Rozdział 43 - "Nic nie poczuje"

2.7K 118 23
                                    

Kenan:

Wiatr przyjemnie chłodzi skóre, a widok przed nami zapiera dech w piersiach. Bunkier istnieje.

- W końcu będziemy bezpieczni. - mówi uradowana Jane i całuje Roxi w czułko.

Mała się zaśmiała. Rozejrzałem się po towarzyszach. Marcus tupie ze szczęścia. Monike zamurowało, a Nadia patrzy na Larisse. Po twarzy blondynki nie widzę zadowolenia. Cały czas jej wzrok biega między poszczególnymi namiotami dla wojska.

- Istnieje. - szepcze, po czym na jej twarzy zawitał wielki uśmiech. - W końcu! Jestem już tak blisko tego walniętego kluczyka! - podniosła głos.

- Nigdy nie widziałam jej tak szczęśliwej. - stwierdza cicho Nadia.

- Czuje ją. - odezwał się Diablo. - Jest tutaj. Gdzieś tutaj jest posiadaczka klucza. - po jego głosie też słychać, że jest zadowolony.

- Na co czekamy? Idźmy tam. - oznajmia Marcus.

Nie zdążyłem go zatrzymać. Od razu zbiegł z górki. Zaśmialiśmy się i postąpiliśmy tak samo. Kiedy znaleźliśmy się na dole Larissa nas zatrzymała.

- Tutaj się rozdzielamy. - mówi.

- Jak to? - pytam.

- Wy idziecie w bezpieczne miejsce, a ja po kluczyk. Zdobywam te głupie ustrojstwo i znikam. - zaśmiała się.

- Dziękujemy, że byłaś z nami. - Jane ją przytuliła.

- Idźcie do bramy. Tam was zaprowadzą na badania. - każdy po kolei idzie przytulić Larisse.

- Badania? - spytał Marcus.

- Muszą wiedzieć jak bardzo Zaraza namieszała wam w głowie. - prycha.

Moja kolej na pożegnanie. Przytuliłem ją. Odwzajemniła gest.

- Dziękuje. - szepcze jej do ucha.

- Idźcie już. I pamiętajcie.

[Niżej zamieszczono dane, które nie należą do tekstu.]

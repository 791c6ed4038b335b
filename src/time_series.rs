/// One accepted per-tick measurement.
#[derive(Debug, Clone, Copy, PartialEq, Eq)]
pub struct TickSample {
    pub wpm: u32,
    pub raw_wpm: u32,
    pub errors: u32,
    pub burst: u32,
}

/// Parallel wpm/raw/errors/burst series, one entry per active tick.
///
/// Once frozen (at the start of finalization) pushes are dropped so the
/// consistency score is computed over a stable series.
#[derive(Debug, Clone, Default, PartialEq, Eq)]
pub struct HistorySeries {
    pub wpm: Vec<u32>,
    pub raw_wpm: Vec<u32>,
    pub errors: Vec<u32>,
    pub burst: Vec<u32>,
    frozen: bool,
}

impl HistorySeries {
    pub fn push_speed(&mut self, wpm: u32, raw_wpm: u32, errors: u32) -> bool {
        if self.frozen {
            return false;
        }
        self.wpm.push(wpm);
        self.raw_wpm.push(raw_wpm);
        self.errors.push(errors);
        true
    }

    pub fn push_burst(&mut self, burst: u32) {
        if !self.frozen {
            self.burst.push(burst);
        }
    }

    /// Highest wpm among the last `n` samples.
    pub fn recent_peak(&self, n: usize) -> u32 {
        let from = self.wpm.len().saturating_sub(n);
        self.wpm[from..].iter().copied().max().unwrap_or(0)
    }

    pub fn freeze(&mut self) {
        self.frozen = true;
    }

    pub fn len(&self) -> usize {
        self.wpm.len()
    }

    pub fn is_empty(&self) -> bool {
        self.wpm.is_empty()
    }

    pub fn last(&self) -> Option<TickSample> {
        let i = self.wpm.len().checked_sub(1)?;
        Some(TickSample {
            wpm: self.wpm[i],
            raw_wpm: self.raw_wpm[i],
            errors: self.errors[i],
            burst: self.burst.get(i).copied().unwrap_or(0),
        })
    }
}
use crate::input::{IgnoreReason, InputOutcome, InputProcessor, WordSlot, WORD_SEPARATOR};
use crate::metrics::{FinalStats, RunningCounters};
use crate::persistence::{Persistence, TestResult};
use crate::runtime::{Clock, Scheduler, TimerHandle, TICK_PERIOD};
use crate::session::{TestSession, TestState};
use crate::text_source::TextSource;
use crate::time_series::{HistorySeries, TickSample};
use crate::window::{record_tick, BurstTracker};
use std::fmt;
use std::time::Duration;
use tracing::{debug, info};

/// Notifications delivered to subscribers after each mutating call.
#[derive(Debug, Clone, Copy, PartialEq, Eq)]
pub enum EngineEvent {
    StateChanged(TestState),
    InputApplied(InputOutcome),
    Ticked { time_left: u32 },
    Finished(FinalStats),
}

#[derive(Debug, Clone, Copy, PartialEq, Eq, Hash)]
pub struct SubscriptionId(u64);

type Observer = Box<dyn FnMut(&EngineEvent)>;

/// Point-in-time view of the engine for display.
#[derive(Debug, Clone, PartialEq, Eq)]
pub struct EngineSnapshot {
    pub state: TestState,
    pub selected_duration_secs: u32,
    pub time_left_secs: u32,
    pub wpm: u32,
    pub raw_wpm: u32,
    pub accuracy: u32,
    pub burst_wpm: u32,
    pub counters: RunningCounters,
    pub word_index: usize,
    pub current_word: Option<String>,
    pub input_value: String,
    pub samples: usize,
    pub last_sample: Option<TickSample>,
}

/// Word count bounds for each generated text.
#[derive(Debug, Clone, Copy, PartialEq, Eq)]
pub struct TextLength {
    pub min_words: usize,
    pub max_words: usize,
}

impl Default for TextLength {
    fn default() -> Self {
        Self {
            min_words: 80,
            max_words: 100,
        }
    }
}

/// Owns one timed typing test from text generation to the final result.
///
/// Ticks and input are delivered by the caller's event loop, one at a time.
/// The `ending` latch is set before anything else in [`TypingEngine::end_test`]
/// so input or ticks that arrive during finalization are dropped.
pub struct TypingEngine {
    session: TestSession,
    source: TextSource,
    text_length: TextLength,
    input: Option<InputProcessor>,
    history: HistorySeries,
    burst: BurstTracker,
    ending: bool,
    final_stats: Option<FinalStats>,
    timer: Option<TimerHandle>,
    clock: Box<dyn Clock>,
    scheduler: Box<dyn Scheduler>,
    persistence: Option<Persistence>,
    observers: Vec<(SubscriptionId, Observer)>,
    next_subscription: u64,
}

impl fmt::Debug for TypingEngine {
    fn fmt(&self, f: &mut fmt::Formatter<'_>) -> fmt::Result {
        f.debug_struct("TypingEngine")
            .field("session", &self.session)
            .field("ending", &self.ending)
            .field("timer", &self.timer)
            .field("history", &self.history.len())
            .finish_non_exhaustive()
    }
}

impl TypingEngine {
    pub fn new(
        source: TextSource,
        clock: impl Clock + 'static,
        scheduler: impl Scheduler + 'static,
    ) -> Self {
        Self {
            session: TestSession::new(30),
            source,
            text_length: TextLength::default(),
            input: None,
            history: HistorySeries::default(),
            burst: BurstTracker::default(),
            ending: false,
            final_stats: None,
            timer: None,
            clock: Box::new(clock),
            scheduler: Box::new(scheduler),
            persistence: None,
            observers: Vec::new(),
            next_subscription: 0,
        }
    }

    pub fn with_persistence(mut self, persistence: Persistence) -> Self {
        self.persistence = Some(persistence);
        self
    }

    pub fn with_text_length(mut self, text_length: TextLength) -> Self {
        self.text_length = text_length;
        self
    }

    pub fn with_duration(mut self, secs: u32) -> Self {
        self.session.set_duration(secs);
        self
    }

    pub fn subscribe(&mut self, observer: impl FnMut(&EngineEvent) + 'static) -> SubscriptionId {
        self.next_subscription += 1;
        let id = SubscriptionId(self.next_subscription);
        self.observers.push((id, Box::new(observer)));
        id
    }

    pub fn unsubscribe(&mut self, id: SubscriptionId) -> bool {
        let before = self.observers.len();
        self.observers.retain(|(sid, _)| *sid != id);
        self.observers.len() != before
    }

    fn emit(&mut self, event: EngineEvent) {
        for (_, observer) in self.observers.iter_mut() {
            observer(&event);
        }
    }

    fn transition(&mut self, state: TestState) {
        if self.session.state != state {
            debug!(from = %self.session.state, to = %state, "test state changed");
            self.session.state = state;
            self.emit(EngineEvent::StateChanged(state));
        }
    }

    /// Changes the test length. Ignored while a test is running.
    pub fn set_time(&mut self, secs: u32) {
        if matches!(self.session.state, TestState::Running | TestState::Ending) || secs == 0 {
            return;
        }
        self.session.set_duration(secs);
    }

    /// Prepares a fresh test: stops any running timer, loads the word pool
    /// on first use and resets every counter and series.
    pub fn init_test(&mut self) {
        self.cancel_timer();
        self.ending = false;
        self.final_stats = None;

        if !self.source.is_loaded() {
            self.source.load();
        }
        let text = self
            .source
            .generate(self.text_length.min_words, self.text_length.max_words);

        self.input = Some(InputProcessor::new(&text));
        self.history = HistorySeries::default();
        self.burst = BurstTracker::default();
        self.session.reset();
        self.transition(TestState::Ready);
    }

    /// Starts the clock. Only a `Ready` test can start; any other call is a
    /// no-op returning `None`.
    pub fn start_timer(&mut self) -> Option<TimerHandle> {
        if self.session.state != TestState::Ready {
            return None;
        }
        let now = self.clock.now();
        self.session.started_at = Some(now);
        if let Some(input) = self.input.as_mut() {
            input.start_word_clock(now);
        }
        self.history = HistorySeries::default();

        let handle = self.scheduler.every(TICK_PERIOD);
        self.timer = Some(handle);
        debug!(?handle, duration = self.session.selected_duration_secs, "test timer started");
        self.transition(TestState::Running);
        Some(handle)
    }

    /// Takes back a handle from [`TypingEngine::start_timer`]. Stopping the
    /// running test's own timer ends the test; any other handle is only
    /// cancelled.
    pub fn stop_timer(&mut self, handle: TimerHandle) -> Option<FinalStats> {
        if self.timer != Some(handle) {
            self.scheduler.cancel(handle);
            return None;
        }
        self.end_test()
    }

    fn cancel_timer(&mut self) {
        if let Some(handle) = self.timer.take() {
            self.scheduler.cancel(handle);
        }
    }

    /// Delivers a timer firing. Ticks from a timer that is no longer the
    /// engine's own are dropped.
    pub fn on_timer(&mut self, handle: TimerHandle) {
        if self.timer == Some(handle) {
            self.tick();
        }
    }

    /// One second of the test clock.
    pub fn tick(&mut self) {
        if self.ending || self.session.state != TestState::Running {
            self.cancel_timer();
            return;
        }
        let elapsed = self.session.elapsed_second(self.clock.now());
        if let Some(input) = self.input.as_ref() {
            record_tick(
                &input.tally().buckets,
                &mut self.history,
                &mut self.burst,
                elapsed,
            );
        }

        let out_of_time = self.session.count_down();
        let time_left = self.session.time_left_secs;
        self.emit(EngineEvent::Ticked { time_left });
        if out_of_time {
            self.end_test();
        }
    }

    /// Finalizes the test. Only the first call does anything; it returns the
    /// frozen result.
    pub fn end_test(&mut self) -> Option<FinalStats> {
        if self.ending || matches!(self.session.state, TestState::Idle | TestState::Ended) {
            return None;
        }
        self.ending = true;
        let ended_at = self.clock.now();
        self.session.ended_at = Some(ended_at);
        self.transition(TestState::Ending);

        self.cancel_timer();
        self.history.freeze();

        let input = self.input.as_mut()?;
        input.mark_partial_word();
        let elapsed = self
            .session
            .started_at
            .map(|start| ended_at.saturating_duration_since(start));
        let stats = FinalStats::compute(
            input.tally(),
            elapsed,
            self.burst.best(),
            &self.history.wpm,
            self.session.selected_duration_secs,
        );
        self.final_stats = Some(stats);
        info!(
            wpm = stats.wpm,
            raw_wpm = stats.raw_wpm,
            accuracy = stats.accuracy,
            consistency = stats.consistency,
            "test finished"
        );

        if let Some(persistence) = self.persistence.as_ref() {
            if self.session.started_at.is_some() {
                let result = TestResult::from_stats(&stats, self.session.selected_duration_secs);
                persistence.dispatch(result);
            }
        }

        self.transition(TestState::Ended);
        self.emit(EngineEvent::Finished(stats));
        Some(stats)
    }

    /// Applies the new value of the current-word field.
    pub fn process_input(&mut self, next: &str) -> InputOutcome {
        if self.session.state == TestState::Ended {
            return InputOutcome::Ignored(IgnoreReason::Finished);
        }
        if self.ending {
            return InputOutcome::Ignored(IgnoreReason::Ending);
        }
        let now = self.clock.now();
        let second = self.session.elapsed_second(now);
        let Some(input) = self.input.as_mut() else {
            return InputOutcome::Ignored(IgnoreReason::NotReady);
        };

        let outcome = input.process(next, now, second, &mut self.burst);
        if input.passage().is_exhausted() {
            let text = self
                .source
                .generate(self.text_length.min_words, self.text_length.max_words);
            input.load_text(&text);
        }
        self.emit(EngineEvent::InputApplied(outcome));
        outcome
    }

    pub fn type_char(&mut self, ch: char) -> InputOutcome {
        let mut next = self.input_value().to_string();
        next.push(ch);
        self.process_input(&next)
    }

    pub fn backspace(&mut self) -> InputOutcome {
        let mut next = self.input_value().to_string();
        if next.pop().is_none() {
            return InputOutcome::Ignored(IgnoreReason::Unchanged);
        }
        self.process_input(&next)
    }

    pub fn commit_word(&mut self) -> InputOutcome {
        let mut next = self.input_value().to_string();
        next.push(WORD_SEPARATOR);
        self.process_input(&next)
    }

    fn elapsed(&self) -> Option<Duration> {
        self.session
            .started_at
            .map(|start| self.clock.now().saturating_duration_since(start))
    }

    pub fn instant_wpm(&self) -> u32 {
        self.input
            .as_ref()
            .map_or(0, |i| i.tally().instant_wpm(self.elapsed()))
    }

    pub fn instant_raw_wpm(&self) -> u32 {
        self.input
            .as_ref()
            .map_or(0, |i| i.tally().instant_raw_wpm(self.elapsed()))
    }

    pub fn instant_accuracy(&self) -> u32 {
        self.input.as_ref().map_or(100, |i| i.tally().accuracy())
    }

    /// Result frozen at the end of the last test.
    pub fn final_stats(&self) -> Option<FinalStats> {
        self.final_stats
    }

    pub fn state(&self) -> TestState {
        self.session.state
    }

    pub fn session(&self) -> &TestSession {
        &self.session
    }

    pub fn is_test_active(&self) -> bool {
        self.session.is_active()
    }

    pub fn is_ending(&self) -> bool {
        self.ending
    }

    pub fn timer(&self) -> Option<TimerHandle> {
        self.timer
    }

    pub fn history(&self) -> &HistorySeries {
        &self.history
    }

    pub fn burst_wpm(&self) -> u32 {
        self.burst.best()
    }

    pub fn counters(&self) -> RunningCounters {
        self.input
            .as_ref()
            .map(|i| i.tally().counters)
            .unwrap_or_default()
    }

    pub fn error_seconds(&self) -> &[u64] {
        self.input
            .as_ref()
            .map(|i| i.tally().error_seconds.as_slice())
            .unwrap_or_default()
    }

    pub fn input(&self) -> Option<&InputProcessor> {
        self.input.as_ref()
    }

    pub fn words(&self) -> &[WordSlot] {
        self.input
            .as_ref()
            .map(|i| i.passage().words())
            .unwrap_or_default()
    }

    pub fn word_index(&self) -> usize {
        self.input.as_ref().map_or(0, |i| i.passage().cursor())
    }

    pub fn input_value(&self) -> &str {
        self.input.as_ref().map_or("", |i| i.value())
    }

    pub fn snapshot(&self) -> EngineSnapshot {
        EngineSnapshot {
            state: self.session.state,
            selected_duration_secs: self.session.selected_duration_secs,
            time_left_secs: self.session.time_left_secs,
            wpm: self.instant_wpm(),
            raw_wpm: self.instant_raw_wpm(),
            accuracy: self.instant_accuracy(),
            burst_wpm: self.burst.best(),
            counters: self.counters(),
            word_index: self.word_index(),
            current_word: self
                .input
                .as_ref()
                .and_then(|i| i.passage().current())
                .map(|w| w.text.clone()),
            input_value: self.input_value().to_string(),
            samples: self.history.len(),
            last_sample: self.history.last(),
        }
    }
}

Jesteście razem. - zaznaczyła i poszła w swoją stronę.

Patrzyliśmy jak sylwetka dziewczyny się oddala, po czym ruszyliśmy do głownej bramy.

- Stać! - krzyknął do nas jakiś wysoki typek.

Wykonaliśmy jego rozkaz.

- Przedstwcie się. - ma niski głos.

Każdy po kolei się przedstwił. Mężczyzna podszedł do nas i zaczął sprawdzać czy nie jesteśmy ranni, po czym machnął do nas, że mamy iść z nim. Wielkie drzwi się otworzyły. Obok nas co rusz jeździ jakieś pancerne auto. Po dziewczynach widzę przerażenie.

- Wszystko będzie dobrze. - uspokajam je.

- Tędy proszę. - odezwał się żołnierz.

Zaprowadził nas do jakiegoś pokoju. Jest cały biały. Ma kilka łóżek i stołów. Domyślam się, że tutaj odbywają się badania.

- Dzień dobry. - przywitał się z nami nowy mężczyzna.

Jest średniego wzrostu i ma brązowe włosy z zarostem. Oczy mają kolor niebieski. Ubrany jest w tradycyjny strój lekarza.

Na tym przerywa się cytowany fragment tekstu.